I knew no mattress as an infant for my Appa's hairy chest lent me all the comfort in my baby world and the melody of two heartbeats sang me a loving lullaby. This nightly tryst with my truly warm bedding makes for my first definition of feeling at peace, of feeling at home.

A hairy chest! Urggh! I'd scream and scoot the scene in a jiffy were I a 21 year old then but in my years of vulnerability as a suckling, it was my blanket from the world. Handled and fed by maidservants who came and went like night and day, I yearned for the "phat-phat" of the scooter that signaled Appa's arrival. A few sounds of water running in the shower later, I would be greeted by the fragrant embrace of Cinthol and Cuticura and a bearded cheek pressed against my "Johnson Baby" one before I was allowed to straddle my favorite bed.

I've slept the best on my Appa's chest and it is probably the only bed that fit me perfectly (my short stature allows for plenty of boot space on the present one). I did not have to worry about drawing back the covers or smoothening the wrinkles for it always offered me the perfect welcome. I toss and turn on hardwood bed today but a few fleeting seconds with Appa and my baby self found itself dreaming of cherubs and all things angelic (folklore has it that babies smile in their sleep when they dream of angels)

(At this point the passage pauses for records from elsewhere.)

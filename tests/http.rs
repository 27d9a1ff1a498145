use once_cell::sync::Lazy;
use reqwest::Client;
use serde::Deserialize;
use std::net::TcpListener;
use std::process::{Child, Command, Stdio};
use std::sync::Arc;
use std::time::{Duration, Instant};
use tokio::sync::Mutex;
use tokio::time::sleep;

#[derive(Debug, Deserialize)]
struct Overview {
    conducted: u64,
    attended: u64,
    percentage: f64,
    required_for_75: u64,
    band: String,
    subjects: usize,
}

#[derive(Debug, Deserialize)]
struct LectureDto {
    id: u64,
    subject: String,
}

#[derive(Debug, Deserialize)]
struct DayView {
    status: Option<String>,
    lectures: Vec<DayLectureDto>,
}

#[derive(Debug, Deserialize)]
struct DayLectureDto {
    id: u64,
    status: Option<String>,
}

#[derive(Debug, Deserialize)]
struct Projection {
    current_percentage: f64,
    projected_percentage: f64,
    band: String,
    planned_conducted: u64,
    planned_attended: u64,
}

struct TestServer {
    base_url: String,
    child: Child,
}

impl Drop for TestServer {
    fn drop(&mut self) {
        let _ = self.child.kill();
        let _ = self.child.wait();
    }
}

static TEST_LOCK: Lazy<Mutex<()>> = Lazy::new(|| Mutex::new(()));
static SERVER: Lazy<Mutex<Option<Arc<TestServer>>>> = Lazy::new(|| Mutex::new(None));

#[cfg(unix)]
mod cleanup {
    use std::sync::atomic::{AtomicI32, Ordering};
    use std::sync::Once;

    static REGISTER: Once = Once::new();
    static PID: AtomicI32 = AtomicI32::new(0);

    pub fn register(pid: u32) {
        REGISTER.call_once(|| {
            PID.store(pid as i32, Ordering::SeqCst);
            unsafe {
                libc::atexit(on_exit);
            }
        });
    }

    extern "C" fn on_exit() {
        let pid = PID.load(Ordering::SeqCst);
        if pid > 0 {
            unsafe {
                libc::kill(pid, libc::SIGTERM);
            }
        }
    }
}

fn pick_free_port() -> u16 {
    let listener = TcpListener::bind("127.0.0.1:0").expect("bind random port");
    let port = listener.local_addr().unwrap().port();
    drop(listener);
    port
}

fn unique_data_path() -> String {
    let nanos = std::time::SystemTime::now()
        .duration_since(std::time::UNIX_EPOCH)
        .unwrap()
        .as_nanos();
    let mut path = std::env::temp_dir();
    path.push(format!(
        "attendance_http_{}_{}.json",
        std::process::id(),
        nanos
    ));
    path.to_string_lossy().to_string()
}

async fn wait_until_ready(base_url: &str) {
    let client = Client::new();
    let deadline = Instant::now() + Duration::from_secs(3);
    loop {
        if let Ok(resp) = client.get(format!("{base_url}/api/overview")).send().await {
            if resp.status().is_success() {
                return;
            }
        }
        if Instant::now() > deadline {
            panic!("server did not become ready");
        }
        sleep(Duration::from_millis(100)).await;
    }
}

async fn spawn_server() -> TestServer {
    let port = pick_free_port();
    let data_path = unique_data_path();
    let child = Command::new(env!("CARGO_BIN_EXE_attendance_app"))
        .env("PORT", port.to_string())
        .env("APP_DATA_PATH", data_path)
        .env("RUST_LOG", "info")
        .stdout(Stdio::inherit())
        .stderr(Stdio::inherit())
        .spawn()
        .expect("failed to spawn server");

    #[cfg(unix)]
    cleanup::register(child.id());

    let base_url = format!("http://127.0.0.1:{port}");
    wait_until_ready(&base_url).await;

    TestServer { base_url, child }
}

async fn shared_server() -> Arc<TestServer> {
    let mut guard = SERVER.lock().await;
    if let Some(server) = guard.as_ref() {
        return Arc::clone(server);
    }
    let server = Arc::new(spawn_server().await);
    *guard = Some(Arc::clone(&server));
    server
}

async fn get_overview(client: &Client, base_url: &str) -> Overview {
    client
        .get(format!("{base_url}/api/overview"))
        .send()
        .await
        .unwrap()
        .json()
        .await
        .unwrap()
}

async fn add_lecture(client: &Client, base_url: &str, day: &str, subject: &str) -> LectureDto {
    let response = client
        .post(format!("{base_url}/api/timetable/lectures"))
        .json(&serde_json::json!({ "day": day, "subject": subject }))
        .send()
        .await
        .unwrap();
    assert!(response.status().is_success());
    response.json().await.unwrap()
}

#[tokio::test]
async fn http_marking_attendance_moves_the_overview() {
    let _guard = TEST_LOCK.lock().await;
    let server = shared_server().await;
    let client = Client::new();

    let lecture = add_lecture(&client, &server.base_url, "Monday", "OS").await;
    assert_eq!(lecture.subject, "OS");

    let before = get_overview(&client, &server.base_url).await;

    // 2026-03-02 is a Monday.
    let response = client
        .post(format!("{}/api/attendance/mark", server.base_url))
        .json(&serde_json::json!({
            "date": "2026-03-02",
            "lecture_id": lecture.id,
            "status": "attended"
        }))
        .send()
        .await
        .unwrap();
    assert!(response.status().is_success());

    let after = get_overview(&client, &server.base_url).await;
    assert_eq!(after.conducted, before.conducted + 1);
    assert_eq!(after.attended, before.attended + 1);
    assert!(after.subjects >= 1);
    assert!(!after.band.is_empty());
    assert!(after.attended <= after.conducted);
}

#[tokio::test]
async fn http_not_conducted_marks_change_nothing() {
    let _guard = TEST_LOCK.lock().await;
    let server = shared_server().await;
    let client = Client::new();

    let lecture = add_lecture(&client, &server.base_url, "Tuesday", "DBMS").await;
    let before = get_overview(&client, &server.base_url).await;

    // 2026-03-03 is a Tuesday.
    let response = client
        .post(format!("{}/api/attendance/mark", server.base_url))
        .json(&serde_json::json!({
            "date": "2026-03-03",
            "lecture_id": lecture.id,
            "status": "not-conducted"
        }))
        .send()
        .await
        .unwrap();
    assert!(response.status().is_success());

    let after = get_overview(&client, &server.base_url).await;
    assert_eq!(after.conducted, before.conducted);
    assert_eq!(after.attended, before.attended);
    assert_eq!(after.percentage, before.percentage);
    assert_eq!(after.required_for_75, before.required_for_75);
}

#[tokio::test]
async fn http_marking_an_unscheduled_lecture_is_404() {
    let _guard = TEST_LOCK.lock().await;
    let server = shared_server().await;
    let client = Client::new();

    let response = client
        .post(format!("{}/api/attendance/mark", server.base_url))
        .json(&serde_json::json!({
            "date": "2026-03-02",
            "lecture_id": 1,
            "status": "attended"
        }))
        .send()
        .await
        .unwrap();
    assert_eq!(response.status(), reqwest::StatusCode::NOT_FOUND);
}

#[tokio::test]
async fn http_timetable_export_import_round_trips() {
    let _guard = TEST_LOCK.lock().await;
    let server = shared_server().await;
    let client = Client::new();

    add_lecture(&client, &server.base_url, "Friday", "Networks").await;

    let exported: serde_json::Value = client
        .get(format!("{}/api/timetable/export", server.base_url))
        .send()
        .await
        .unwrap()
        .json()
        .await
        .unwrap();

    let response = client
        .post(format!("{}/api/timetable/import", server.base_url))
        .json(&exported)
        .send()
        .await
        .unwrap();
    assert!(response.status().is_success());

    let re_exported: serde_json::Value = client
        .get(format!("{}/api/timetable/export", server.base_url))
        .send()
        .await
        .unwrap()
        .json()
        .await
        .unwrap();
    assert_eq!(exported, re_exported);
}

#[tokio::test]
async fn http_initial_attendance_rejects_inverted_tallies() {
    let _guard = TEST_LOCK.lock().await;
    let server = shared_server().await;
    let client = Client::new();

    let response = client
        .put(format!("{}/api/initial-attendance", server.base_url))
        .json(&serde_json::json!({
            "OS (Lecture)": { "conducted": 3, "attended": 5 }
        }))
        .send()
        .await
        .unwrap();
    assert_eq!(response.status(), reqwest::StatusCode::BAD_REQUEST);
    let message = response.text().await.unwrap();
    assert!(message.contains("OS (Lecture)"));
}

#[tokio::test]
async fn http_day_view_reports_mixed_status() {
    let _guard = TEST_LOCK.lock().await;
    let server = shared_server().await;
    let client = Client::new();

    // Replace Wednesday wholesale with two fresh lectures.
    let response = client
        .put(format!("{}/api/timetable/days/Wednesday", server.base_url))
        .json(&serde_json::json!([
            { "subject": "Maths" },
            { "subject": "Maths", "type": "Lab" }
        ]))
        .send()
        .await
        .unwrap();
    assert!(response.status().is_success());
    let column: Vec<LectureDto> = response.json().await.unwrap();
    assert_eq!(column.len(), 2);

    // 2026-03-04 is a Wednesday; mark only the first lecture.
    let response = client
        .post(format!("{}/api/attendance/mark", server.base_url))
        .json(&serde_json::json!({
            "date": "2026-03-04",
            "lecture_id": column[0].id,
            "status": "attended"
        }))
        .send()
        .await
        .unwrap();
    assert!(response.status().is_success());

    let day: DayView = client
        .get(format!("{}/api/days/2026-03-04", server.base_url))
        .send()
        .await
        .unwrap()
        .json()
        .await
        .unwrap();
    assert_eq!(day.status.as_deref(), Some("mixed"));
    assert_eq!(day.lectures.len(), 2);
    let marked = day
        .lectures
        .iter()
        .find(|lecture| lecture.id == column[0].id)
        .unwrap();
    assert_eq!(marked.status.as_deref(), Some("attended"));
}

#[tokio::test]
async fn http_planner_cycles_and_projects() {
    let _guard = TEST_LOCK.lock().await;
    let server = shared_server().await;
    let client = Client::new();

    let lecture = add_lecture(&client, &server.base_url, "Thursday", "Compilers").await;

    let cleared: Projection = client
        .post(format!("{}/api/plan/clear", server.base_url))
        .send()
        .await
        .unwrap()
        .json()
        .await
        .unwrap();
    assert_eq!(cleared.planned_conducted, 0);
    assert_eq!(cleared.projected_percentage, cleared.current_percentage);

    // First toggle lands on "attended".
    let projection: Projection = client
        .post(format!("{}/api/plan/toggle", server.base_url))
        .json(&serde_json::json!({ "day": "Thursday", "lecture_id": lecture.id }))
        .send()
        .await
        .unwrap()
        .json()
        .await
        .unwrap();
    assert_eq!(projection.planned_conducted, 1);
    assert_eq!(projection.planned_attended, 1);
    assert!(!projection.band.is_empty());

    let fetched: Projection = client
        .get(format!("{}/api/plan/projection", server.base_url))
        .send()
        .await
        .unwrap()
        .json()
        .await
        .unwrap();
    assert_eq!(fetched.planned_conducted, projection.planned_conducted);
    assert_eq!(fetched.projected_percentage, projection.projected_percentage);

    // Three more toggles walk absent -> not-conducted -> cleared.
    for _ in 0..3 {
        client
            .post(format!("{}/api/plan/toggle", server.base_url))
            .json(&serde_json::json!({ "day": "Thursday", "lecture_id": lecture.id }))
            .send()
            .await
            .unwrap();
    }
    let back: Projection = client
        .get(format!("{}/api/plan/projection", server.base_url))
        .send()
        .await
        .unwrap()
        .json()
        .await
        .unwrap();
    assert_eq!(back.planned_conducted, 0);
    assert_eq!(back.planned_attended, 0);
}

Well, I have gained years now and there will never be another chance at the pristine happiness on Appa's chest. He still celebrates his hairy splendor (and looks down on metrosexual men baring smooth chests) for it more than makes up for the lack of crowing glory atop his head.

And I, I celebrate the chest that blessed me with warmth, blanketed me in love, shielded me from mosquitoes (there is no Big Bad World when you are an infant) and rocked me to a lullaby that promised me the world.